She shook her head. “That may be your name, but there is good in you.”

_You can't know that._

 

“Murdock boys have the devil in them,” he whispered, and he thought Sister Maggie hesitated before feeding him another spoonful of oatmeal.

 

 

* * *

 

 

“Have we met before?” Matt asked her when she brought him dinner.

He'd managed more laps around the room than yesterday, but still couldn't work up the courage to venture beyond the four walls.

“You grew up in St Agnes, didn't you?” she asked him.

Matt suspected she already knew the answer.

He nodded.

“I helped out there sometimes.

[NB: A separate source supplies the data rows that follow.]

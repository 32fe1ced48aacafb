//! Demo for the console beautifier.
//!
//! Asks for a theme (or takes `--theme`), then prints one message of each
//! kind, including a structured value, through the patched console.

use std::sync::Arc;

use anyhow::{Context, Result};
use beautifier::{
    apply_theme, args, available_themes, initialize, BeautifierConfig, BeautifierLogger, Console,
    LinePrompt, LogArg, StdTarget, Theme, ThemePrompt, ThemeRegistry,
};
use clap::Parser;
use log::LevelFilter;
use serde::Serialize;

/// Show off the minimal, emoji and table console themes
#[derive(Parser)]
#[command(name = "beautifier-demo")]
#[command(version)]
struct Cli {
    /// Use this theme instead of asking
    #[arg(short, long, value_name = "NAME")]
    theme: Option<Theme>,

    /// Print the available themes and exit
    #[arg(long)]
    list_themes: bool,

    /// Send the demo messages through the `log` facade
    #[arg(long)]
    via_log: bool,

    /// Ask with a numbered menu instead of the arrow-key selector
    #[arg(long)]
    simple_prompt: bool,
}

#[derive(Debug, Serialize)]
struct Request {
    method: &'static str,
    path: &'static str,
    status: u16,
}

fn prompt_for(cli: &Cli) -> Box<dyn ThemePrompt> {
    if cli.simple_prompt {
        return Box::new(LinePrompt::new());
    }
    interactive_prompt()
}

#[cfg(feature = "input-inquire")]
fn interactive_prompt() -> Box<dyn ThemePrompt> {
    Box::new(beautifier::InquireThemePrompt::new().help("↑↓ to move, enter to select"))
}

#[cfg(not(feature = "input-inquire"))]
fn interactive_prompt() -> Box<dyn ThemePrompt> {
    Box::new(LinePrompt::new())
}

fn run_console(console: &Console) {
    let request = Request {
        method: "GET",
        path: "/health",
        status: 200,
    };

    console.log(&args!["demo started"]);
    console.info(&args!["listening on port", 8080]);
    console.warn(&args!["cache is", 93.5, "percent full"]);
    console.error(&[LogArg::from("request failed:"), LogArg::composite(&request)]);
}

fn run_log(console: Console) -> Result<()> {
    BeautifierLogger::new(console, LevelFilter::Trace)
        .install()
        .context("a logger is already installed")?;

    log::debug!("demo started");
    log::info!("listening on port {}", 8080);
    log::warn!("cache is {} percent full", 93.5);
    log::error!("request failed: GET /health");
    Ok(())
}

fn main() -> Result<()> {
    let cli = Cli::parse();

    if cli.list_themes {
        for theme in available_themes() {
            println!("{}", theme);
        }
        return Ok(());
    }

    let registry = Arc::new(ThemeRegistry::new());
    match cli.theme {
        Some(theme) => apply_theme(&registry, theme, &StdTarget),
        None => {
            let prompt = prompt_for(&cli);
            initialize(&registry, prompt.as_ref(), &StdTarget)
                .context("could not initialize console")?;
        }
    }

    let console = BeautifierConfig::new().registry(registry).build(StdTarget);

    if cli.via_log {
        run_log(console)
    } else {
        run_console(&console);
        Ok(())
    }
}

We may have met then.”

Matt didn't need to hear her heartbeat to know there was something she wasn't telling him.

 

“What is this place?”

“A mission shelter.” She didn't elaborate beyond that.

 

 

* * *

 

 

He awoke the next morning to find a braille bible on the bedside table, which had been cleared of bandages and first aid supplies the day before. The wound on his side was only covered with a small dressing, and the lacerations and scrapes were healing well enough on their own.

He ran his fingers over the spine, felt the barcode that meant someone had gotten it from the Andrew Heiskell library. For him.

 

He didn't deserve their kindness.

 

When Sister Maggie brought him breakfast, he refused it.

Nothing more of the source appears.